On the politics of a settler society ‘manque’: David Chappell, ‘Decolonisation and nation-building in New Caledonia Reflections on the 2014 elections’, Political Science, 2015, 67, 1, pp. 56-72


Abstract: The French Pacific island ‘collectivity’ of New Caledonia has faced serious challenges in decolonising since the Second World War because, unlike Australia, New Zealand, Canada and the US, it is a settler country manqué. Instead of becoming a small minority, the indigenous Melanesian inhabitants (today called Kanak (invariable spelling)) comprise nearly half the population and hold 46% of the seats in the Congress. Most of them seek independence, whereas most settlers want to remain part of France, albeit with autonomy. For a century after French annexation in 1853, colonial segregation onto small, marginal native reserves and a lack of civil rights created a unified consciousness among the 30 indigenous language groups. Apart from forced or low-wage labour situations or conversion by missionaries, they intermingled very little with settlers, who included French convicts and small farmers, ranchers and nickel miners, as well as indentured Asian labourers and Polynesian workers from Wallis and Futuna or French Polynesia. The Kanak finally received civil rights in 1946 and were a demographic majority, so they supported a multiracial political party for a generation while the territory gained autonomy.
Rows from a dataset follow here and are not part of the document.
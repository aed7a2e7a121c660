//! Replica consistency checks
//!
//! A check asks every replica of a tablet for its checksum at one version
//! and compares the answers. Replicas that do not answer are reported as
//! unreachable and left out of the comparison; a check where nobody answers
//! is indeterminate, never a pass.

use crate::common::{CoordinatorConfig, Error, Result};
use crate::coordinator::agent_client::{
    CheckConsistencyRequest, CheckConsistencyResponse, ConsistencyAgent,
};
use crate::coordinator::catalog::{
    ReplicaDescriptor, SchemaHash, StorageCatalog, TableId, TabletId, Version,
};
use crate::coordinator::dispatcher::{TaskDispatcher, TaskError};
use crate::coordinator::registry::NodeId;
use chrono::{DateTime, Utc};
use serde::{Deserialize, Serialize};
use std::collections::BTreeMap;
use std::sync::Arc;
use std::time::Duration;
use tokio::time::Instant;

/// Fewest replicas a comparison makes sense for.
pub const MIN_REPLICAS: usize = 2;

#[derive(Debug, Clone, PartialEq, Eq, Serialize, Deserialize)]
#[serde(tag = "state", content = "detail", rename_all = "snake_case")]
pub enum TaskStatus {
    Pending,
    Running,
    Succeeded(u64),
    Failed(String),
    TimedOut,
}

/// Checksum request for one replica, tracked until it is terminal.
#[derive(Debug, Clone)]
pub struct ConsistencyCheckTask {
    pub node_id: NodeId,
    pub tablet_id: TabletId,
    pub schema_hash: SchemaHash,
    pub version: Version,
    pub deadline: Instant,
    pub status: TaskStatus,
}

impl ConsistencyCheckTask {
    pub fn new(replica: &ReplicaDescriptor, version: Version, deadline: Instant) -> Self {
        Self {
            node_id: replica.node_id,
            tablet_id: replica.tablet_id,
            schema_hash: replica.schema_hash,
            version,
            deadline,
            status: TaskStatus::Pending,
        }
    }

    pub fn request(&self) -> CheckConsistencyRequest {
        CheckConsistencyRequest {
            tablet_id: self.tablet_id,
            schema_hash: self.schema_hash,
            version: self.version,
        }
    }

    fn finish(&mut self, outcome: std::result::Result<CheckConsistencyResponse, TaskError>) {
        self.status = match outcome {
            Ok(response) => TaskStatus::Succeeded(response.checksum),
            Err(e) if e.is_timeout() => TaskStatus::TimedOut,
            Err(e) => TaskStatus::Failed(e.to_string()),
        };
    }

    fn into_outcome(self) -> ReplicaOutcome {
        let result = match self.status {
            TaskStatus::Succeeded(checksum) => ReplicaResult::Checksum { checksum },
            TaskStatus::TimedOut => ReplicaResult::Unreachable {
                reason: "timeout".to_string(),
            },
            TaskStatus::Failed(reason) => ReplicaResult::Unreachable { reason },
            TaskStatus::Pending | TaskStatus::Running => ReplicaResult::Unreachable {
                reason: "not dispatched".to_string(),
            },
        };
        ReplicaOutcome {
            node_id: self.node_id,
            schema_hash: self.schema_hash,
            result,
        }
    }
}

#[derive(Debug, Clone, PartialEq, Eq, Serialize, Deserialize)]
#[serde(tag = "kind", rename_all = "snake_case")]
pub enum ReplicaResult {
    Checksum { checksum: u64 },
    Unreachable { reason: String },
    /// Replica has not reached the checked version yet.
    Stale { version: Version },
}

#[derive(Debug, Clone, PartialEq, Eq, Serialize, Deserialize)]
pub struct ReplicaOutcome {
    pub node_id: NodeId,
    pub schema_hash: SchemaHash,
    #[serde(flatten)]
    pub result: ReplicaResult,
}

impl ReplicaOutcome {
    pub fn checksum(&self) -> Option<u64> {
        match self.result {
            ReplicaResult::Checksum { checksum } => Some(checksum),
            _ => None,
        }
    }
}

#[derive(Debug, Clone, Copy, PartialEq, Eq, Serialize, Deserialize)]
#[serde(rename_all = "snake_case")]
pub enum ConsistencyStatus {
    Consistent,
    Inconsistent,
    Indeterminate,
}

impl std::fmt::Display for ConsistencyStatus {
    fn fmt(&self, f: &mut std::fmt::Formatter<'_>) -> std::fmt::Result {
        let s = match self {
            ConsistencyStatus::Consistent => "consistent",
            ConsistencyStatus::Inconsistent => "inconsistent",
            ConsistencyStatus::Indeterminate => "indeterminate",
        };
        f.write_str(s)
    }
}

/// Outcome of comparing the replica answers.
#[derive(Debug, Clone, PartialEq, Eq)]
pub struct Verdict {
    pub status: ConsistencyStatus,
    pub majority_checksum: Option<u64>,
    pub outliers: Vec<NodeId>,
    pub suspects: Vec<NodeId>,
}

/// Compare the checksums in `replicas`.
///
/// Only replicas that answered take part. A checksum held by a strict
/// majority of them names the outliers; otherwise every respondent is a
/// suspect.
pub fn classify(replicas: &[ReplicaOutcome]) -> Verdict {
    let mut by_checksum: BTreeMap<u64, Vec<NodeId>> = BTreeMap::new();
    let mut respondents = 0;
    for replica in replicas {
        if let Some(checksum) = replica.checksum() {
            by_checksum.entry(checksum).or_default().push(replica.node_id);
            respondents += 1;
        }
    }

    if respondents == 0 {
        return Verdict {
            status: ConsistencyStatus::Indeterminate,
            majority_checksum: None,
            outliers: Vec::new(),
            suspects: Vec::new(),
        };
    }

    if by_checksum.len() == 1 {
        return Verdict {
            status: ConsistencyStatus::Consistent,
            majority_checksum: by_checksum.keys().next().copied(),
            outliers: Vec::new(),
            suspects: Vec::new(),
        };
    }

    let majority = by_checksum
        .iter()
        .find(|(_, nodes)| nodes.len() * 2 > respondents)
        .map(|(checksum, _)| *checksum);

    let mut verdict = Verdict {
        status: ConsistencyStatus::Inconsistent,
        majority_checksum: majority,
        outliers: Vec::new(),
        suspects: Vec::new(),
    };
    match majority {
        Some(majority) => {
            verdict.outliers = by_checksum
                .iter()
                .filter(|(checksum, _)| **checksum != majority)
                .flat_map(|(_, nodes)| nodes.iter().copied())
                .collect();
            verdict.outliers.sort();
        }
        None => {
            verdict.suspects = by_checksum.into_values().flatten().collect();
            verdict.suspects.sort();
        }
    }
    verdict
}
However, in the 1960s, Paris revoked such self-governing powers during a nickel boom, and new immigration made the Kanak a minority, which hardened ethno-political polarisation and sparked an independence movement that culminated in a Kanak revolt in the 1980s. Two peace accords ensued, which restored autonomy and proposed a ‘common destiny’ for local citizens. The May 2014 elections chose a Congress that can hold a referendum on independence, but factionalism within each ethno-political bloc delayed forming a cabinet until April 2015, when some pro-independence leaders chose to cooperate with some loyalists.